Family Separation: Fact vs. Fiction
*Please note that this post does not constitute legal advice. Please consult with a qualified attorney for legal counsel.
If you have seen the news or been on social media recently you have almost certainly heard of immigrant children being separated from their parents at the southern border. From May to June of this year, more than 2,000 children were separated from their parents at the U.S.-Mexico border. Due to public outcry over the consequences of their inhumane policy, the Trump Administration has issued an Executive Order backing off from their policy of family separation.
The following information is intended to clear up some of the confusion surrounding the Trump Administration's recent zero-tolerance policy that resulted in family separation.
Fiction: Family separation is required under the law.
Fact: There is no law that requires the separation of children from their parents upon entering through the southern border. The reason this started happening to all families in May was due to a policy decision enacted by the Trump Administration and Attorney General Jeff Sessions. On April 6, 2018, a memo issued by Attorney General Jeff Sessions stated that all immigrants crossing unlawfully along the southern border would be referred for criminal prosecution without exception. The result of this "zero-tolerance" policy was children being separated from parents who were jailed for criminal prosecution. Jeff Sessions and the Trump Administration were fully aware of the consequences of this zero-tolerance policy and wanted to use the separation of families as a deterrent to migrants seeking asylum.
Why some people might have said it is the “law” to do this can be directly attributed to statements made by Trump himself. This is a direct quote from Trump made on June 15: “I hate the children being taken away. The Democrats have to change their law. That’s their law.” In fact, there was no such law requiring children to be separated from their parent(s), despite the falsehoods perpetuated by Trump. Consider this: If there was such a law, how would President Trump have been able to overturn such by Executive Order? Executive orders cannot reverse a law passed by Congress. What they can do is tell agencies how to enforce or apply laws in a certain area, i.e. change policy.
Fiction: The law requires that all immigrants entering unlawfully must be prosecuted criminally.
Fact: The law does not require that all criminal actions be prosecuted.

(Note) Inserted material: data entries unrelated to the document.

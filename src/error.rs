use thiserror::Error;

use crate::registry::ShapeId;

/// Top-level error type for domain building and meshing.
#[derive(Debug, Error)]
pub enum FvError {
    #[error(transparent)]
    Geometry(#[from] GeometryError),

    #[error(transparent)]
    Registry(#[from] RegistryError),

    #[error(transparent)]
    Csg(#[from] CsgError),

    #[error(transparent)]
    Kernel(#[from] KernelError),

    #[error(transparent)]
    Topology(#[from] TopologyError),
}

/// Errors raised while validating primitive geometry.
#[derive(Debug, Error)]
pub enum GeometryError {
    #[error("degenerate geometry: {0}")]
    Degenerate(String),

    #[error("non-finite coordinate in {0}")]
    NonFinite(&'static str),
}

/// Errors raised by the shape registry.
#[derive(Debug, Error)]
pub enum RegistryError {
    #[error("{operation}: shape {id} not found")]
    NotFound { id: ShapeId, operation: &'static str },

    #[error("{operation}: registry is empty")]
    EmptyRegistry { operation: &'static str },
}

/// Errors raised by boolean (CSG) transactions.
#[derive(Debug, Error)]
pub enum CsgError {
    #[error("{operation} of shapes {ids:?} produced an empty result")]
    EmptyResult {
        operation: &'static str,
        ids: Vec<ShapeId>,
    },
}

/// Errors raised by the discretization kernel or the mesh layer wrapping it.
#[derive(Debug, Error)]
pub enum KernelError {
    #[error("{operation}: {reason}")]
    Precondition {
        operation: &'static str,
        reason: &'static str,
    },

    #[error("a discretization kernel session is already active in this process")]
    AlreadyAcquired,

    #[error("{operation}: unknown kernel entity {tag}")]
    UnknownTag { tag: String, operation: &'static str },

    #[error("{operation}: no mesh entity for shape {id}")]
    UnknownEntity { id: ShapeId, operation: &'static str },

    #[error("invalid kernel parameters: {0}")]
    InvalidParameters(String),

    #[error("{operation} failed: {reason}")]
    Failed {
        operation: &'static str,
        reason: String,
    },
}

/// Errors related to half-edge connectivity.
#[derive(Debug, Error)]
pub enum TopologyError {
    #[error("malformed mesh: {0}")]
    Malformed(String),

    #[error("{kind} {index} not found")]
    NotFound { kind: &'static str, index: usize },
}

/// Convenience type alias for results using [`FvError`].
pub type Result<T> = std::result::Result<T, FvError>;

The Justice Department and all prosecutors in the U.S. have a great deal of leeway in who they choose to prosecute and for what crimes. This is known as prosecutorial discretion. When charging someone with a crime, prosecutors often consider the collateral consequences of such, including cost/benefit to society, financial costs, and various other reasons. For example, a prosecutor might not charge a single mother with a minor crime if they know that the children will be put into foster care. The "zero-tolerance" policy of Jeff Sessions and the Trump Administration stripped prosecutors of their discretion, which resulted in family separation. On June 18, 2018, a bipartisan group of former U.S. Attorneys called on Jeff Sessions to end this policy.

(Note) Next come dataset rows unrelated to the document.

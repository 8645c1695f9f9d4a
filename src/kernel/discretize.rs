use std::collections::hash_map::Entry;
use std::collections::{HashMap, HashSet, VecDeque};

use geo::{BoundingRect, Contains, Distance, Euclidean, Point, Polygon};
use spade::handles::{FixedFaceHandle, InnerTag};
use spade::{
    ConstrainedDelaunayTriangulation, InsertionError, Point2 as SpadePoint2, Triangulation,
};

use crate::error::KernelError;
use crate::geometry::Boundary;
use crate::halfedge::ElementKind;
use crate::math::{Point2, Point3};

use super::KernelResult;

type Cdt = ConstrainedDelaunayTriangulation<SpadePoint2<f64>>;

/// Mesh held by a kernel between `generate` and the next geometry edit.
#[derive(Debug, Clone, Default)]
pub(super) struct KernelMesh {
    pub nodes: Vec<Point3>,
    pub elements: Vec<Vec<usize>>,
    pub kinds: Vec<ElementKind>,
}

impl KernelMesh {
    pub fn element_count(&self) -> usize {
        self.elements.len()
    }
}

/// Triangulates every polygon of `boundary` and appends the elements to
/// `mesh`. Each polygon gets its own nodes.
///
/// Boundary rings are split into pieces no longer than `element_size`;
/// interior points are seeded on a lattice of the same spacing, then a
/// constrained Delaunay triangulation is restricted to the region.
pub(super) fn discretize(
    boundary: &Boundary,
    element_size: f64,
    mesh: &mut KernelMesh,
) -> KernelResult<()> {
    let polygons = &boundary.as_multi_polygon().0;
    for (rings, polygon) in boundary.rings().into_iter().zip(polygons) {
        let mut cdt = Cdt::new();
        let holes = rings.holes.iter();
        for ring in std::iter::once(&rings.exterior).chain(holes) {
            let dense = densify(ring, element_size);
            if dense.len() < 3 {
                return Err(failed("boundary loop needs at least 3 points".into()));
            }
            cdt.add_constraint_edges(dense.iter().map(|p| SpadePoint2::new(p.x, p.y)), true)
                .map_err(insertion_failed)?;
        }
        for seed in lattice_seeds(polygon, element_size) {
            cdt.insert(SpadePoint2::new(seed.x, seed.y))
                .map_err(insertion_failed)?;
        }

        let interior = interior_faces(&cdt);
        let mut vertex_map: HashMap<usize, usize> = HashMap::new();
        for face in cdt.inner_faces() {
            if !interior.contains(&face.fix().index()) {
                continue;
            }
            let mut element = Vec::with_capacity(3);
            for vh in face.vertices() {
                let node = *vertex_map.entry(vh.fix().index()).or_insert_with(|| {
                    let p = vh.position();
                    mesh.nodes.push(Point3::new(p.x, p.y, 0.0));
                    mesh.nodes.len() - 1
                });
                element.push(node);
            }
            mesh.elements.push(element);
            mesh.kinds.push(ElementKind::Triangle);
        }
    }
    Ok(())
}

/// Splits every side of a closed ring into equal pieces of at most `size`.
#[allow(
    clippy::cast_possible_truncation,
    clippy::cast_sign_loss,
    clippy::cast_precision_loss
)]
fn densify(ring: &[Point2], size: f64) -> Vec<Point2> {
    let n = ring.len();
    let mut out = Vec::with_capacity(n);
    for i in 0..n {
        let a = ring[i];
        let b = ring[(i + 1) % n];
        let pieces = ((b - a).norm() / size).ceil().max(1.0) as usize;
        for k in 0..pieces {
            let t = k as f64 / pieces as f64;
            out.push(a + (b - a) * t);
        }
    }
    out
}

/// Lattice points strictly inside `polygon` and at least half a spacing
/// away from each of its rings.
#[allow(clippy::cast_possible_truncation, clippy::cast_sign_loss)]
fn lattice_seeds(polygon: &Polygon<f64>, size: f64) -> Vec<Point2> {
    let Some(rect) = polygon.bounding_rect() else {
        return Vec::new();
    };
    let nx = (rect.width() / size).floor() as usize;
    let ny = (rect.height() / size).floor() as usize;
    let clearance = size * 0.5;
    let mut seeds = Vec::new();
    for j in 1..=ny {
        for i in 1..=nx {
            #[allow(clippy::cast_precision_loss)]
            let p = Point::new(rect.min().x + i as f64 * size, rect.min().y + j as f64 * size);
            if polygon.contains(&p) && ring_clearance(polygon, &p) >= clearance {
                seeds.push(Point2::new(p.x(), p.y()));
            }
        }
    }
    seeds
}

/// Distance from `p` to the nearest ring of `polygon`.
fn ring_clearance(polygon: &Polygon<f64>, p: &Point<f64>) -> f64 {
    std::iter::once(polygon.exterior())
        .chain(polygon.interiors())
        .map(|ring| Euclidean.distance(p, ring))
        .fold(f64::INFINITY, f64::min)
}

/// Marks the triangles enclosed by the constraint loops.
///
/// A breadth-first walk starts at the triangles on the convex hull, which
/// are outside unless their hull side is itself a loop side. Stepping over
/// a constraint edge flips inside and outside.
fn interior_faces(cdt: &Cdt) -> HashSet<usize> {
    let mut inside: HashMap<usize, bool> = HashMap::new();
    let mut pending: VecDeque<(FixedFaceHandle<InnerTag>, bool)> = VecDeque::new();

    let outer = cdt.outer_face().fix();
    for hull_edge in cdt.directed_edges().filter(|e| e.face().fix() == outer) {
        let Some(face) = hull_edge.rev().face().as_inner() else {
            continue;
        };
        let state = cdt.is_constraint_edge(hull_edge.as_undirected().fix());
        if let Entry::Vacant(slot) = inside.entry(face.fix().index()) {
            slot.insert(state);
            pending.push_back((face.fix(), state));
        }
    }

    while let Some((fix, state)) = pending.pop_front() {
        for edge in cdt.face(fix).adjacent_edges() {
            let Some(next) = edge.rev().face().as_inner() else {
                continue;
            };
            let flipped = state != cdt.is_constraint_edge(edge.as_undirected().fix());
            if let Entry::Vacant(slot) = inside.entry(next.fix().index()) {
                slot.insert(flipped);
                pending.push_back((next.fix(), flipped));
            }
        }
    }

    inside
        .into_iter()
        .filter_map(|(index, state)| state.then_some(index))
        .collect()
}

#[allow(clippy::needless_pass_by_value)]
fn insertion_failed(e: InsertionError) -> KernelError {
    failed(format!("CDT insert: {e}"))
}

fn failed(reason: String) -> KernelError {
    KernelError::Failed {
        operation: "generate",
        reason,
    }
}

#[cfg(test)]
#[allow(clippy::unwrap_used)]
mod tests {
    use super::*;
    use crate::geometry::{apply_boolean, BooleanOp};
    use crate::math::polygon_2d::signed_area_2d;

    fn rect(x0: f64, y0: f64, w: f64, h: f64) -> Boundary {
        Boundary::from_ring(&[
            Point2::new(x0, y0),
            Point2::new(x0 + w, y0),
            Point2::new(x0 + w, y0 + h),
            Point2::new(x0, y0 + h),
        ])
        .unwrap()
    }

    fn mesh_area(mesh: &KernelMesh) -> f64 {
        mesh.elements
            .iter()
            .map(|e| {
                let pts: Vec<Point3> = e.iter().map(|&i| mesh.nodes[i]).collect();
                signed_area_2d(&pts)
            })
            .sum()
    }

    #[test]
    fn coarse_square_is_two_triangles() {
        let mut mesh = KernelMesh::default();
        discretize(&rect(0.0, 0.0, 1.0, 1.0), 10.0, &mut mesh).unwrap();
        assert_eq!(mesh.element_count(), 2);
        assert_eq!(mesh.nodes.len(), 4);
    }

    #[test]
    fn fine_rectangle_covers_area_counter_clockwise() {
        let mut mesh = KernelMesh::default();
        discretize(&rect(0.0, 0.0, 4.0, 2.0), 0.5, &mut mesh).unwrap();
        assert!(mesh.element_count() > 16);
        assert!((mesh_area(&mesh) - 8.0).abs() < 1e-9);
        for e in &mesh.elements {
            let pts: Vec<Point3> = e.iter().map(|&i| mesh.nodes[i]).collect();
            assert!(signed_area_2d(&pts) > 0.0);
        }
    }

    #[test]
    fn hole_is_not_meshed() {
        let outer = rect(0.0, 0.0, 4.0, 4.0);
        let inner = rect(1.0, 1.0, 2.0, 2.0);
        let region = apply_boolean(&outer, &inner, BooleanOp::Difference);
        let mut mesh = KernelMesh::default();
        discretize(&region, 0.5, &mut mesh).unwrap();
        assert!((mesh_area(&mesh) - 12.0).abs() < 1e-9);
    }

    #[test]
    fn densify_respects_size() {
        let ring = vec![
            Point2::new(0.0, 0.0),
            Point2::new(1.0, 0.0),
            Point2::new(1.0, 1.0),
        ];
        let dense = densify(&ring, 0.25);
        assert_eq!(dense.len(), 4 + 4 + 6);
    }

    #[test]
    fn seeds_keep_clear_of_rings() {
        let outer = rect(0.0, 0.0, 4.0, 4.0);
        let inner = rect(1.5, 1.5, 1.0, 1.0);
        let region = apply_boolean(&outer, &inner, BooleanOp::Difference);
        let polygon = &region.as_multi_polygon().0[0];
        let seeds = lattice_seeds(polygon, 0.5);
        assert!(!seeds.is_empty());
        for s in &seeds {
            let p = Point::new(s.x, s.y);
            assert!(ring_clearance(polygon, &p) >= 0.25);
            assert!(!inner.contains_point(s));
        }
        // (2, 2) is the centre of the hole.
        assert!(seeds
            .iter()
            .all(|s| (s - Point2::new(2.0, 2.0)).norm() > 0.5));
    }

    #[test]
    fn polygons_mesh_independently() {
        let left = rect(0.0, 0.0, 2.0, 2.0);
        let right = rect(4.0, 0.0, 2.0, 2.0);
        let both = apply_boolean(&left, &right, BooleanOp::Union);
        assert_eq!(both.polygon_count(), 2);
        let mut mesh = KernelMesh::default();
        discretize(&both, 0.5, &mut mesh).unwrap();
        assert!((mesh_area(&mesh) - 8.0).abs() < 1e-9);
        assert!(mesh.nodes.iter().all(|p| p.x <= 2.0 + 1e-12 || p.x >= 4.0 - 1e-12));
    }
}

Fiction: Family separation was an existing policy prior to the Trump Administration.
Fact: Prior administrations considered the impact of family separation when deciding whether to prosecute migrants for illegal entry. The illegal entry law has been on the books for some time but no past administration (Obama, Bush, etc.) had a zero-tolerance policy in its application. Prior administrations generally did not criminally prosecute parents who were traveling with children for illegal entry precisely because they knew of how terrible it would be to separate a child from its mother and father and put them into a detention facility. In limited circumstances, family separation did occur under prior administrations but no prior administration had a "zero-tolerance" policy in the prosecution of illegal entry and they made exceptions for adults migrating with children.
Fiction: The Trump Administration deserves credit for ending for ending the "law" requiring family separation.

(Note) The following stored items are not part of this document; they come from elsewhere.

//! Discretization kernel boundary.
//!
//! A kernel owns its own collection of tagged 2D entities, applies boolean
//! operators to them, and turns the live set into mesh elements. The read
//! interface mirrors gmsh: one-based node tags with flattened coordinates,
//! and element blocks grouped by element kind.

mod discretize;
mod refine;
mod spade_kernel;

pub use spade_kernel::SpadeKernel;

use crate::error::KernelError;
use crate::geometry::{BooleanOp, GeometryParams};
use crate::halfedge::ElementKind;
use crate::math::Point2;

slotmap::new_key_type! {
    /// Opaque handle to an entity inside a discretization kernel.
    pub struct EntityTag;
}

/// Result type of kernel calls.
pub type KernelResult<T> = std::result::Result<T, KernelError>;

/// Parameters controlling mesh generation and refinement.
#[derive(Debug, Clone, Copy)]
pub struct MeshOptions {
    /// Target element edge length.
    pub element_size: f64,
    /// Laplacian smoothing passes after each refinement subdivision.
    pub smoothing_passes: usize,
    /// Polygonisation of curved primitives.
    pub geometry: GeometryParams,
}

impl Default for MeshOptions {
    fn default() -> Self {
        Self {
            element_size: 0.5,
            smoothing_passes: 1,
            geometry: GeometryParams::default(),
        }
    }
}

impl MeshOptions {
    /// Sets the target element edge length.
    #[must_use]
    pub fn with_element_size(mut self, element_size: f64) -> Self {
        self.element_size = element_size;
        self
    }

    /// Sets the number of smoothing passes per refinement.
    #[must_use]
    pub fn with_smoothing_passes(mut self, passes: usize) -> Self {
        self.smoothing_passes = passes;
        self
    }

    /// Sets the curve polygonisation parameters.
    #[must_use]
    pub fn with_geometry(mut self, geometry: GeometryParams) -> Self {
        self.geometry = geometry;
        self
    }

    /// Checks that the options describe a meshable configuration.
    ///
    /// # Errors
    ///
    /// Returns `KernelError::InvalidParameters` for a non-positive or
    /// non-finite element size.
    pub fn validate(&self) -> KernelResult<()> {
        if !self.element_size.is_finite() || self.element_size <= 0.0 {
            return Err(KernelError::InvalidParameters(format!(
                "element size must be positive and finite, got {}",
                self.element_size
            )));
        }
        Ok(())
    }
}

/// Mesh nodes as returned by a kernel.
#[derive(Debug, Clone, Default)]
pub struct NodeBlock {
    /// One-based node tags.
    pub tags: Vec<usize>,
    /// Flattened `x, y, z` coordinates, three per tag.
    pub coords: Vec<f64>,
}

/// All elements of one kind as returned by a kernel.
#[derive(Debug, Clone)]
pub struct ElementBlock {
    /// Element shape.
    pub kind: ElementKind,
    /// Flattened one-based node tags, `kind.sides()` per element.
    pub node_tags: Vec<usize>,
}

/// Operations the mesh layer needs from a discretization kernel.
///
/// Every mutating call is atomic: on error the kernel's entity set and mesh
/// are unchanged.
pub trait MeshKernel {
    /// Adds an axis-aligned rectangle given its lower-left corner.
    ///
    /// # Errors
    ///
    /// Returns an error if the rectangle is degenerate.
    fn add_rectangle(&mut self, corner: Point2, length: f64, height: f64)
        -> KernelResult<EntityTag>;

    /// Adds a disk.
    ///
    /// # Errors
    ///
    /// Returns an error if the disk is degenerate.
    fn add_disk(&mut self, center: Point2, radius: f64) -> KernelResult<EntityTag>;

    /// Adds a polygon from a closed ring of points.
    ///
    /// # Errors
    ///
    /// Returns an error if the polygon is degenerate.
    fn add_polygon(&mut self, points: &[Point2]) -> KernelResult<EntityTag>;

    /// Folds `op` over the tagged entities in order, removes them, and
    /// returns the tag of the result.
    ///
    /// # Errors
    ///
    /// Returns an error for an unknown tag, or for a union or difference
    /// whose result is empty.
    fn boolean(&mut self, op: BooleanOp, tags: &[EntityTag]) -> KernelResult<EntityTag>;

    /// Returns the polygonisation the kernel applies to curved primitives.
    fn geometry_params(&self) -> GeometryParams;

    /// Removes entities.
    ///
    /// # Errors
    ///
    /// Returns an error if any tag is unknown; nothing is removed then.
    fn remove(&mut self, tags: &[EntityTag]) -> KernelResult<()>;

    /// Number of live entities.
    fn entity_count(&self) -> usize;

    /// Area of an entity's region.
    ///
    /// # Errors
    ///
    /// Returns an error if the tag is unknown.
    fn entity_area(&self, tag: EntityTag) -> KernelResult<f64>;

    /// Discretizes every live entity into elements.
    ///
    /// # Errors
    ///
    /// Returns an error if an entity cannot be triangulated.
    fn generate(&mut self) -> KernelResult<()>;

    /// Applies `passes` subdivision and optimisation passes to the current
    /// mesh.
    ///
    /// # Errors
    ///
    /// Returns an error if no mesh has been generated.
    fn refine(&mut self, passes: usize) -> KernelResult<()>;

    /// Nodes of the current mesh.
    ///
    /// # Errors
    ///
    /// Returns an error if no mesh has been generated.
    fn nodes(&self) -> KernelResult<NodeBlock>;

    /// Elements of the current mesh grouped by kind.
    ///
    /// # Errors
    ///
    /// Returns an error if no mesh has been generated.
    fn elements(&self) -> KernelResult<Vec<ElementBlock>>;
}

Fact: The Trump Administration should not be given credit for ending an unconscionable policy they created. As established above, there was no law requiring family separation and it was a result of the policy decision by the Trump Administration and Attorney General Jeff Sessions. What Trump did was create this inhumane policy and then take credit for ending it. This would be akin to me setting someone’s house on fire, putting the fire out myself and then taking credit for saving the house.
Fiction: The only way to end family separation was through an executive order.
Fact: Ending the "zero-tolerance" policy on prosecutions for illegal entry would have prevented family separation without an executive order. As established above, the reason children were separated from their families was the Trump Administration's and the Attorney General's decision to prosecute all migrants crossing through the U.S.-Mexico border for illegal entry whether or not they were traveling with minor children. The recent executive order issued by Trump states that while they will still apply zero-tolerance to criminal prosecutions for illegal entry, families will now be held in immigration detention as a unit while the parent is prosecuted.
Family detention is not a new policy and was also used regularly by the Obama Administration. Family detention was wrong when done by the Obama Administration and remains wrong now. Even discounting the harm that detention inflicts on children, with or without their family, family detention results in several other problematic issues. Detention makes it very difficult for migrants to obtain adequate legal representation, gather evidence in support of their claim, and generally deprives them the opportunity of a full and fair hearing on their asylum claim. Setting aside the human rights and due process concerns still does not justify the detention of migrants seeking asylum. There are alternatives to detention (ATD) that not only cost far less than detaining migrants but are also very effective in ensuring compliance with removal proceedings.